I have a Benchmade Nitrous Stryker tanto in D2 with partially serrated blade that is tough as hell and hasn't chipped, split, or shown much of any signs of use even though I have used it quite a bit. They must have nailed the heat treat on the one I have.

I also have a Benchmade Hardtail (full size) folder in D2 that is chippy as hell. Once I sharpened it for the first time it went to a working edge that is chippy and I cannot restore it back to a smooth edge. Still tough, holds that working edge well, and the chips are micro. I'm too lazy to send it back to BM to have them check to see if it's normal or the HT was bad.

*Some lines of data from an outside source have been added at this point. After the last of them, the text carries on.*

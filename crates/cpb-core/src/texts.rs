//! Fixed reply texts.

/// English then Italian usage text, MarkdownV2-escaped.
pub const HELP_MARKDOWN_V2: &str = concat!(
    "🇬🇧 Welcome to the `cybersecurity\\-polito` GitHub organization bot\\!\n",
    "To join the organization, please link your student email \\(sXXXXXX@studenti\\.polito\\.it\\) ",
    "to your existing GitHub account and use the /invite command to send your email in a message\\.\n",
    "Available commands:\n",
    "/start \\- Start interacting with the bot\n",
    "/help \\- Show this help message\n",
    "/invite \\- Request an invitation to the organization through your student email",
    "\n\n",
    "🇮🇹 Benvenuto nel bot dell'organizzazione GitHub `cybersecurity\\-polito`\\!\n",
    "Per unirti all'organizzazione, collega la tua email studentesca \\(sXXXXXX@studenti\\.polito\\.it\\) ",
    "al tuo account GitHub esistente e utilizza il comando /invite per inviare la tua email in un messaggio\\.\n",
    "Comandi disponibili:\n",
    "/start \\- Inizia a interagire con il bot\n",
    "/help \\- Mostra questo messaggio di aiuto\n",
    "/invite \\- Richiedi un invito all'organizzazione tramite la tua email studentesca",
);

pub const INVALID_EMAIL: &str = "Email address is invalid. Format:\n/invite sXXXXXX@studenti.polito.it";

pub const INVALID_COMMAND: &str = "Invalid command. Please use /help for more information.";

pub fn invitation_sent(email: &str) -> String {
    format!("Invitation sent to {email}.")
}

pub fn accept_instructions(invitation_page_url: &str) -> String {
    format!("Please check your email or {invitation_page_url} to accept the invitation.")
}

pub fn invitation_failed(email: &str) -> String {
    format!("Error sending invitation to {email}.\nPlease contact the administrator.")
}
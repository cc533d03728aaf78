use crate::domain::{ChatId, UserId};

/// How the messenger should interpret reply text.
#[derive(Clone, Copy, Debug, PartialEq, Eq)]
pub enum TextFormat {
    Plain,
    MarkdownV2,
}

/// Messenger-neutral inbound message.
///
/// Telegram-specific fields stay in the Telegram adapter.
#[derive(Clone, Debug, PartialEq, Eq)]
pub struct InboundMessage {
    pub chat_id: ChatId,
    pub sender: Option<UserId>,
    pub text: String,
    /// Lowercased command name without `/` or `@botname`; `None` for plain text.
    pub command: Option<String>,
    /// Bot named in `/cmd@botname`, as written.
    pub mention: Option<String>,
    pub args: Vec<String>,
}

impl InboundMessage {
    pub fn new(chat_id: ChatId, sender: Option<UserId>, text: impl Into<String>) -> Self {
        let text = text.into();
        let (command, mention, args) = match parse_command(&text) {
            Some(parsed) => (Some(parsed.name), parsed.mention, parsed.args),
            None => (None, None, Vec::new()),
        };
        Self {
            chat_id,
            sender,
            text,
            command,
            mention,
            args,
        }
    }

    /// False only for `/cmd@otherbot`: commands without a mention reach every bot.
    pub fn is_addressed_to(&self, bot_username: &str) -> bool {
        self.mention
            .as_deref()
            .map_or(true, |m| m.eq_ignore_ascii_case(bot_username))
    }
}

struct ParsedCommand {
    name: String,
    mention: Option<String>,
    args: Vec<String>,
}

/// Split `/cmd@botname arg1 arg2` into name, mention and arguments.
fn parse_command(text: &str) -> Option<ParsedCommand> {
    if !text.starts_with('/') {
        return None;
    }

    let mut parts = text.split_whitespace();
    let first = parts.next().unwrap_or("").trim_start_matches('/');
    let (name, mention) = match first.split_once('@') {
        Some((name, bot)) => (name, Some(bot.to_string()).filter(|b| !b.is_empty())),
        None => (first, None),
    };
    if name.is_empty() {
        return None;
    }

    Some(ParsedCommand {
        name: name.to_lowercase(),
        mention,
        args: parts.map(str::to_string).collect(),
    })
}
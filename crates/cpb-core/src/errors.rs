/// Core error type for the bot.
///
/// Adapter crates map their specific errors into this type so both drivers
/// can report failures consistently.
#[derive(Debug, thiserror::Error)]
pub enum Error {
    #[error("config error: {0}")]
    Config(String),

    #[error("invalid event: {0}")]
    InvalidEvent(String),

    #[error("external error: {0}")]
    External(String),
}

pub type Result<T> = std::result::Result<T, Error>;
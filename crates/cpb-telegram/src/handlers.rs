//! Telegram update handlers.
//!
//! Each handler adapts a teloxide message into the messenger-neutral
//! `InboundMessage` and hands it to the core command router.

use std::sync::Arc;

use teloxide::{
    prelude::*,
    types::{Message, UpdateKind},
};

use cpb_core::{
    domain::{ChatId, UserId},
    messaging::types::InboundMessage,
    router::HandlerOutcome,
};

use crate::router::AppState;

/// Dispatcher endpoint for message updates.
///
/// Always returns `Ok`: failures are logged and must not stop the polling loop.
pub async fn handle_message(msg: Message, state: Arc<AppState>) -> ResponseResult<()> {
    let outcome = process_message(&state, &msg).await;
    if outcome.is_failure() {
        tracing::warn!(chat_id = msg.chat.id.0, ?outcome, "message not handled");
    }
    Ok(())
}

/// Route one raw update. Anything other than a new message is ignored.
pub async fn process_update(state: &AppState, update: Update) -> HandlerOutcome {
    match update.kind {
        UpdateKind::Message(msg) => process_message(state, &msg).await,
        _ => HandlerOutcome::Ignored,
    }
}

async fn process_message(state: &AppState, msg: &Message) -> HandlerOutcome {
    let Some(inbound) = inbound_message(msg) else {
        return HandlerOutcome::Ignored;
    };

    // `/cmd@otherbot` in a group belongs to another bot.
    if inbound.mention.is_some() {
        match state.bot_username().await {
            Ok(me) if !inbound.is_addressed_to(me) => return HandlerOutcome::Ignored,
            Ok(_) => {}
            Err(e) => {
                return HandlerOutcome::Failed {
                    diagnostic: Some(e.to_string()),
                }
            }
        }
    }

    state.router.handle(&inbound).await
}

/// Text messages only; stickers, photos and the like have nothing to route.
pub fn inbound_message(msg: &Message) -> Option<InboundMessage> {
    let text = msg.text()?;
    let sender = msg.from().map(|u| UserId(u.id.0 as i64));
    Some(InboundMessage::new(ChatId(msg.chat.id.0), sender, text))
}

So...I agree with what others have said - it depends on the grind, steepness of the cutting angle and the heat treat.
 
i haven't found d2 to be overly brittle. of course i haven't tried to use any of my knives with it as prybars or hard choppers, etc.

it's a tool steel so it is hard and brittle but not, imho, overly so, in the right applications for it's use. i can't comment of ka-bar's d2 ht, as i just do not know and have no experience with any of their knives in d2. plenty in 1095 crovan, but not d2. i think ht is where it matters the most with d2. allot like with cpm-s30v. done right works well, not done right chipping happens easily. all things in the use of the knive relative of course. there is better steels for hard choppers and prybar type use, imho. not that it can't do those tasks at all, but i guess it falls into personal preferrence....

in my experience, 440a tends to roll easily regardless of ht. obviously some better than others, but what i mean regardless of ht, is that it tends to roll under hard use, not chip. it is much softer than d2. so you'll find 440a rolling more than chipping compared to d2.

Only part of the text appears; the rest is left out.